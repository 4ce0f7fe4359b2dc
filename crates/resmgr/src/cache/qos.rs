//! Kubernetes pod QoS classification.
//!
//! Mirrors the kubelet's `GetPodQOS`: only CPU and memory take part, zero
//! quantities are ignored, and a single container without both a CPU and a
//! memory limit rules out `Guaranteed` for the whole pod.

use std::collections::HashMap;

use serde::Deserialize;
use serde::Serialize;

use super::quantity::Quantity;
use super::resources::PodResourceRequirements;
use super::resources::ResourceList;
use super::resources::RESOURCE_CPU;
use super::resources::RESOURCE_MEMORY;

/// QoS class of a pod.
#[derive(Debug, Clone, Copy, PartialEq, Eq, Hash, Serialize, Deserialize)]
pub enum QosClass {
    Guaranteed,
    Burstable,
    BestEffort,
}

impl std::fmt::Display for QosClass {
    fn fmt(&self, f: &mut std::fmt::Formatter<'_>) -> std::fmt::Result {
        write!(f, "{self:?}")
    }
}

/// Check if a resource contributes to the QoS class of a pod.
pub fn is_supported_qos_resource(name: &str) -> bool {
    name == RESOURCE_CPU || name == RESOURCE_MEMORY
}

/// Adds the positive, QoS-relevant quantities of `list` to `totals` and
/// returns the names of the resources that contributed.
fn accumulate<'a>(
    totals: &mut HashMap<&'a str, Quantity>,
    list: &'a ResourceList,
) -> Vec<&'a str> {
    let mut found = Vec::new();
    for (name, quantity) in list {
        if !is_supported_qos_resource(name) || !quantity.is_positive() {
            continue;
        }
        found.push(name.as_str());
        totals
            .entry(name.as_str())
            .and_modify(|total| *total = *total + *quantity)
            .or_insert(*quantity);
    }
    found
}

/// Classify a pod by its declared resource requirements.
pub fn pod_qos_class(resources: &PodResourceRequirements) -> QosClass {
    let mut requests: HashMap<&str, Quantity> = HashMap::new();
    let mut limits: HashMap<&str, Quantity> = HashMap::new();
    let mut is_guaranteed = true;

    for container in resources.containers.values() {
        accumulate(&mut requests, &container.requests);

        // every container is aggregated, even once guaranteed is ruled out
        let limits_found = accumulate(&mut limits, &container.limits);
        if !(limits_found.contains(&RESOURCE_CPU) && limits_found.contains(&RESOURCE_MEMORY)) {
            is_guaranteed = false;
        }
    }

    if requests.is_empty() && limits.is_empty() {
        return QosClass::BestEffort;
    }

    if is_guaranteed {
        is_guaranteed = requests
            .iter()
            .all(|(name, request)| limits.get(name) == Some(request));
    }

    if is_guaranteed && requests.len() == limits.len() {
        QosClass::Guaranteed
    } else {
        QosClass::Burstable
    }
}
────────────────────
#### REQUIRED WORK
Please output an exact copy of the lines above, from the opening line of the data down to the line that contains "pub fn is_supported_qos_resource(name: &str)".

#### RESPONSE
repository 4ce0f7fe4359b2dc
filename crates/resmgr/src/cache/qos.rs
//! Kubernetes pod QoS classification.
//!
//! Mirrors the kubelet's `GetPodQOS`: only CPU and memory take part, zero
//! quantities are ignored, and a single container without both a CPU and a
//! memory limit rules out `Guaranteed` for the whole pod.

use std::collections::HashMap;

use serde::Deserialize;
use serde::Serialize;

use super::quantity::Quantity;
use super::resources::PodResourceRequirements;
use super::resources::ResourceList;
use super::resources::RESOURCE_CPU;
use super::resources::RESOURCE_MEMORY;

/// QoS class of a pod.
#[derive(Debug, Clone, Copy, PartialEq, Eq, Hash, Serialize, Deserialize)]
pub enum QosClass {
    Guaranteed,
    Burstable,
    BestEffort,
}

impl std::fmt::Display for QosClass {
    fn fmt(&self, f: &mut std::fmt::Formatter<'_>) -> std::fmt::Result {
        write!(f, "{self:?}")
    }
}

/// Check if a resource contributes to the QoS class of a pod.
pub fn is_supported_qos_resource(name: &str) -> bool {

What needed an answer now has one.